Wednesday, February 2, 2011

Bonnie Jo Campbell's Once Upon a River

I have a feeling that Once Upon a River by Bonnie Jo Campbell is going to be for me this year what Anthropology of an American Girl was last year: a book I read in March that remained my favorite book of the year, my favorite to talk about, obsess about, and wholeheartedly recommend, for the whole damn year.

Once again, the main character is a young girl and the writing is beautiful and breathtaking, but the similarities end there. Margo, the protagonist of Once Upon a River, is a beautiful, striking-looking tomboy of 15 when we first meet her. She is twisting up like a weed from childhood to adulthood, curious about her power over men while also longing for her mother who abandoned her. After several deeply traumatic events, Margo is left alone, on the river she loves in rural Michigan. In her grandfather's teak wood boat, she takes off upriver in search of her mother, in search of somewhere to belong. Realizing that she can't survive alone, she uses the men she meets for protection and companionship. Though she has the gun skills and guts of her hero, Annie Oakley, Margo is still a little girl in the end, needing a home and a love that won't ask questions and won't leave her.

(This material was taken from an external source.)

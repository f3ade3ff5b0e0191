//! crewboard CLI library — command implementations shared by the binary
//! and its integration tests.

pub mod commands;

I knew from the first page that Bonnie Jo Campbell's writing was exquisite, her cadence melodic and language deliberate:

"Margo, named Margaret Louise, and her cousins knew the muddy water and the brisk current, knew the sand and silt between their toes, scooped it into plastic cottage cheese tubs and sherbet buckets and dribbled it through their fingers to build sagging stalagmites and soggy castles. They hollowed out the riverbanks, cut through soil and roots to create collapsing caves and tunnels...They built rafts from driftwood and baling twine. They learned to read upon the surface of the water evidence of distress below."

And after a few more pages, I was hooked on Margo. Just hooked.

Coming in July from W. W. Norton.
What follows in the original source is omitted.